Data items
------------------------------------------------------------

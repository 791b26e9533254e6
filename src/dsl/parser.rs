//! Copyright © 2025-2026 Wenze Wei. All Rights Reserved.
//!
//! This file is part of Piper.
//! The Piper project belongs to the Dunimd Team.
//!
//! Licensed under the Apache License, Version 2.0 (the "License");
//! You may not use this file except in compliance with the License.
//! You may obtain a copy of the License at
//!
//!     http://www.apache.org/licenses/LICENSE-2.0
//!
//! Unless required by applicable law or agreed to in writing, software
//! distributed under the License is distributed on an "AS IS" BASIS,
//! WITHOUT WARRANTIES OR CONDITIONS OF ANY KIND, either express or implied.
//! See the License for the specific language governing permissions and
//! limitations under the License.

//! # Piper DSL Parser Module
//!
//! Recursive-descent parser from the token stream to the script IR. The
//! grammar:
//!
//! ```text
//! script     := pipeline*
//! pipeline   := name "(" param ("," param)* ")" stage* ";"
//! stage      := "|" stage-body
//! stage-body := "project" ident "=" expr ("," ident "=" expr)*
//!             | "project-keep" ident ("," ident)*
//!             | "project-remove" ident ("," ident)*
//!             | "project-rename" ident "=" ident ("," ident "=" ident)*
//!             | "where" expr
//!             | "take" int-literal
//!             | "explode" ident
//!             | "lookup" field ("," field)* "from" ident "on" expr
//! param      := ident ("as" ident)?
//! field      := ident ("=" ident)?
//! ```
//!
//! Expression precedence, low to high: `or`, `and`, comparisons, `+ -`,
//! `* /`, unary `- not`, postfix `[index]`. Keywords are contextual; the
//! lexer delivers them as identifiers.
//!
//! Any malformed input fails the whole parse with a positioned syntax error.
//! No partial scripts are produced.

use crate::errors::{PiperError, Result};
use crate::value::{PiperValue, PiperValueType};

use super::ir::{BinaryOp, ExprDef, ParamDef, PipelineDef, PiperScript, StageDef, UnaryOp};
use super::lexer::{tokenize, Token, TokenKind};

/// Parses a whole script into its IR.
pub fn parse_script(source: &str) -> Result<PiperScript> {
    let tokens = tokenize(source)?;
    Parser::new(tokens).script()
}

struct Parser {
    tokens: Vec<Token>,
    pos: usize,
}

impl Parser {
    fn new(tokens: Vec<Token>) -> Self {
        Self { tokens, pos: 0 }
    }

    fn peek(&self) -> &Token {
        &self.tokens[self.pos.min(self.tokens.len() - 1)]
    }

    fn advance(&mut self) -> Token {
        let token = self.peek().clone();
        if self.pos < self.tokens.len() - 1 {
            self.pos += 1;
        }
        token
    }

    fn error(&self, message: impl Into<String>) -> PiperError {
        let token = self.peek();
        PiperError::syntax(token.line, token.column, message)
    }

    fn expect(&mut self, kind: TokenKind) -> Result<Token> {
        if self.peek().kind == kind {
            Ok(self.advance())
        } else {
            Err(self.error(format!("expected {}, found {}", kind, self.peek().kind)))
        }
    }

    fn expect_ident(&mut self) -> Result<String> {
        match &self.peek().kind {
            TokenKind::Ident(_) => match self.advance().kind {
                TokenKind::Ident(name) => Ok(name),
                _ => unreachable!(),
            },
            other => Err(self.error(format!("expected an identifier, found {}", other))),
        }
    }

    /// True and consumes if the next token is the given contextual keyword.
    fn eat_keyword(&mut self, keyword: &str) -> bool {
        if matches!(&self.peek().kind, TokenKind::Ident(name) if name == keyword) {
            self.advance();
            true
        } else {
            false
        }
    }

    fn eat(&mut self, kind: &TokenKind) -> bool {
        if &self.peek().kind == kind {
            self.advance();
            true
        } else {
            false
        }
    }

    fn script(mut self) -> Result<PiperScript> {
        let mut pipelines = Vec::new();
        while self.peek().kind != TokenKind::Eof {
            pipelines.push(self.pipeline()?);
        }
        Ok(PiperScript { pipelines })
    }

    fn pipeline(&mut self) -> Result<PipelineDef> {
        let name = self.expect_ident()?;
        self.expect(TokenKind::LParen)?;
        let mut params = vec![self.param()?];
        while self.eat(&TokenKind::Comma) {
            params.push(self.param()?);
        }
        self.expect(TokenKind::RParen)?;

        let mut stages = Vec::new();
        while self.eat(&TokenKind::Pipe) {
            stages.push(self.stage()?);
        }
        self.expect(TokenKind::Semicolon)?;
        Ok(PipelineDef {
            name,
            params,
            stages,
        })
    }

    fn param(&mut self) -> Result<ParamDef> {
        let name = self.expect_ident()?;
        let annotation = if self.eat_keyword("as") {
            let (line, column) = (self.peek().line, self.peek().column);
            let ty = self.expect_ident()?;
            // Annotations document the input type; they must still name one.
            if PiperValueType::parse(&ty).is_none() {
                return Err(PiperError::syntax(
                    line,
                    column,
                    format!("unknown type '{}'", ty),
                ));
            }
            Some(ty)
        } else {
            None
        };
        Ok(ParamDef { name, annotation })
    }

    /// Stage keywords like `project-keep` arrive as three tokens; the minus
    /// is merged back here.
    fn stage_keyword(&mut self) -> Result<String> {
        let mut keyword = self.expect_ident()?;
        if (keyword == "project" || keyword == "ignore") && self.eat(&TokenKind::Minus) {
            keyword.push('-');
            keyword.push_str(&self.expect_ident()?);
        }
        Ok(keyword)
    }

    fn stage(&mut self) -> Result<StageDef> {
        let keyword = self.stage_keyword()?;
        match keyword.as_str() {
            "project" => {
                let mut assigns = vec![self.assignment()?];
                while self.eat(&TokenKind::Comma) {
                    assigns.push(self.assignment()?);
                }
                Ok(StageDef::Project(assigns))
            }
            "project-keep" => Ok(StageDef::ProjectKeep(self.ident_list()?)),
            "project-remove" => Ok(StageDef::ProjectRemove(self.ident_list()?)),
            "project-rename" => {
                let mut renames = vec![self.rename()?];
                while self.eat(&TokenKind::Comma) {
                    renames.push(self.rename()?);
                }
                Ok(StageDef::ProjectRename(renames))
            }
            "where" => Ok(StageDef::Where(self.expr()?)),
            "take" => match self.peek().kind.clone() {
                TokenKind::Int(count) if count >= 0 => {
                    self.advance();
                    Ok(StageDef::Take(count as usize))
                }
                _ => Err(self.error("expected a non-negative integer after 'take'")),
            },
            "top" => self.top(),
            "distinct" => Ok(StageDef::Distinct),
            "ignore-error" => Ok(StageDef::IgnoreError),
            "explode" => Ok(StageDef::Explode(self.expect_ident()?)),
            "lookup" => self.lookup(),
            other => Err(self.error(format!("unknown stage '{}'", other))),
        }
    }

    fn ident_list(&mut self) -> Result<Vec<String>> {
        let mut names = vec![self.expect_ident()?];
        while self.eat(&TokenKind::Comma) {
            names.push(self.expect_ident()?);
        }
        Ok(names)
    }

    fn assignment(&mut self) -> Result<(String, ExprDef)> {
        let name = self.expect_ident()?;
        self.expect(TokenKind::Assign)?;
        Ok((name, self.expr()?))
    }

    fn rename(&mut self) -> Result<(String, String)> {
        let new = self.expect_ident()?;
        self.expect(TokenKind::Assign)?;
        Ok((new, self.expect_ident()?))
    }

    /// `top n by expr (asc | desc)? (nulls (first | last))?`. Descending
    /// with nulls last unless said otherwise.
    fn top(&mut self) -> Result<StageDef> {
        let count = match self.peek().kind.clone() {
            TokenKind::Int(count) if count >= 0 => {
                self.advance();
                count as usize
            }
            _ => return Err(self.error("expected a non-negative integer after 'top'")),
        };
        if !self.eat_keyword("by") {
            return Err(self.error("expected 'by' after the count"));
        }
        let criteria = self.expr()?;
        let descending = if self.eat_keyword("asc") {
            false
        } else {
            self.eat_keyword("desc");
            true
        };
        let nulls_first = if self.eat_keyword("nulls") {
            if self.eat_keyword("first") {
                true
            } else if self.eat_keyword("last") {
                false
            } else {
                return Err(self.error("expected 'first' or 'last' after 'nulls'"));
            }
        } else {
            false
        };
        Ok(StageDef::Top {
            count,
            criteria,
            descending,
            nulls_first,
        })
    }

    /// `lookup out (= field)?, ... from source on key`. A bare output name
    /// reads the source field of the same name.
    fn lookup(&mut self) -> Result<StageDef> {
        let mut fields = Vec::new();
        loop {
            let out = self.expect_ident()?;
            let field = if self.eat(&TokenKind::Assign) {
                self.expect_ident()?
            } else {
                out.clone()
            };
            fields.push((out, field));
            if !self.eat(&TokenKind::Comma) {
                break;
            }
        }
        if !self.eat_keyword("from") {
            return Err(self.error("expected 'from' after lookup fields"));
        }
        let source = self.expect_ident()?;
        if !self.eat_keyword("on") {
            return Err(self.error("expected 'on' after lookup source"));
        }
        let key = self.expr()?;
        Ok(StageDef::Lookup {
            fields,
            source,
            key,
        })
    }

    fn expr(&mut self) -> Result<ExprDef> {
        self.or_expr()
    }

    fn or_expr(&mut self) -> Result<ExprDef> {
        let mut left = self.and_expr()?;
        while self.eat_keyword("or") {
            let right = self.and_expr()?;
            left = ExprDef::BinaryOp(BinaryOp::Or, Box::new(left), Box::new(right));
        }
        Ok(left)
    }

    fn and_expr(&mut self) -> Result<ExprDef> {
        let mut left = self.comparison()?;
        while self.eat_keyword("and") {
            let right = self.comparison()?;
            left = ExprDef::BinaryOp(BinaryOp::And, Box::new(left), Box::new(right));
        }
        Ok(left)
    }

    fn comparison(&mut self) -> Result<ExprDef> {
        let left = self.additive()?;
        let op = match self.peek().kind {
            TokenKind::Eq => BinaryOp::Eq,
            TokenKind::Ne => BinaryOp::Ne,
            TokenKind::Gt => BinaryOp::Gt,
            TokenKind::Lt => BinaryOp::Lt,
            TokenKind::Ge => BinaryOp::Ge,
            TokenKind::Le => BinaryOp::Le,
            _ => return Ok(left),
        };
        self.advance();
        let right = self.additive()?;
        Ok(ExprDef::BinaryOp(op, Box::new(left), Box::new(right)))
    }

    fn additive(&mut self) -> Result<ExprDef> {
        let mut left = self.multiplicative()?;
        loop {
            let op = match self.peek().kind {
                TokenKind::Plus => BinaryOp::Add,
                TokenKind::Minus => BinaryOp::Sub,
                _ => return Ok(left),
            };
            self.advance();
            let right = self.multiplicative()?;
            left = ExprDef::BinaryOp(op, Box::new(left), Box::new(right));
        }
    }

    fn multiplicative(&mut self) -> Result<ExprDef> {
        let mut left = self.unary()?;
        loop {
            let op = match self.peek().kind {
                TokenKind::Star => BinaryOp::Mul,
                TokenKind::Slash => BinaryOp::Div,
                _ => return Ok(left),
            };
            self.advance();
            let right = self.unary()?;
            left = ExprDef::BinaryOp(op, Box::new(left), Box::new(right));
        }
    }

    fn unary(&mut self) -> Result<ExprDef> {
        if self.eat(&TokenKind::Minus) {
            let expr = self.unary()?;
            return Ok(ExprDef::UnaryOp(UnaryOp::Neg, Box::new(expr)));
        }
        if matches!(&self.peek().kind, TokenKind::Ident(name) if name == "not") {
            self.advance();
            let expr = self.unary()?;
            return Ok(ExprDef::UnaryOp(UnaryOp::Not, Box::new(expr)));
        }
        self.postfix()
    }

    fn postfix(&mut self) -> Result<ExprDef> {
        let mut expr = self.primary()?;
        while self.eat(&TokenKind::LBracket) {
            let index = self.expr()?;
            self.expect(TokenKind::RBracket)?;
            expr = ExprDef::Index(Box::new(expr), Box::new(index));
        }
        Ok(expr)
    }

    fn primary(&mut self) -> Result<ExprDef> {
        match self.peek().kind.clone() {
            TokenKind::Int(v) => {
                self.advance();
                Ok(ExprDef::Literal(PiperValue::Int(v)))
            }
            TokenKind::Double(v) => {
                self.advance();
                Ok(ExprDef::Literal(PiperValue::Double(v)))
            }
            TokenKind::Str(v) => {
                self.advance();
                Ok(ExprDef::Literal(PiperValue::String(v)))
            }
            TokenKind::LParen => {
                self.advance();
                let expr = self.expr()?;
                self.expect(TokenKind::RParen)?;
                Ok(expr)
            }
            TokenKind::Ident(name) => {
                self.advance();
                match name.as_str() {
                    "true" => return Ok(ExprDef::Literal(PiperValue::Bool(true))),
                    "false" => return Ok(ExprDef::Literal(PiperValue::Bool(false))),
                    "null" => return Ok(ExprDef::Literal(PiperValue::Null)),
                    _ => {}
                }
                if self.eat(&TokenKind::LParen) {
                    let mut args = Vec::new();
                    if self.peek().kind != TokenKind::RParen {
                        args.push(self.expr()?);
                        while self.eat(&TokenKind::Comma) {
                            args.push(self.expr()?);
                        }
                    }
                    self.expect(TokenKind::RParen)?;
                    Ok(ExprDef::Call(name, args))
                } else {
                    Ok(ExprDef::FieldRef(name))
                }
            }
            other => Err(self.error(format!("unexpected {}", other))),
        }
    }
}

------------------------------------------------------------

TASK REQUIREMENTS: If a line in the entries above contains "lexer", it counts toward the total; give only that total.

RESPONSE BELOW: 2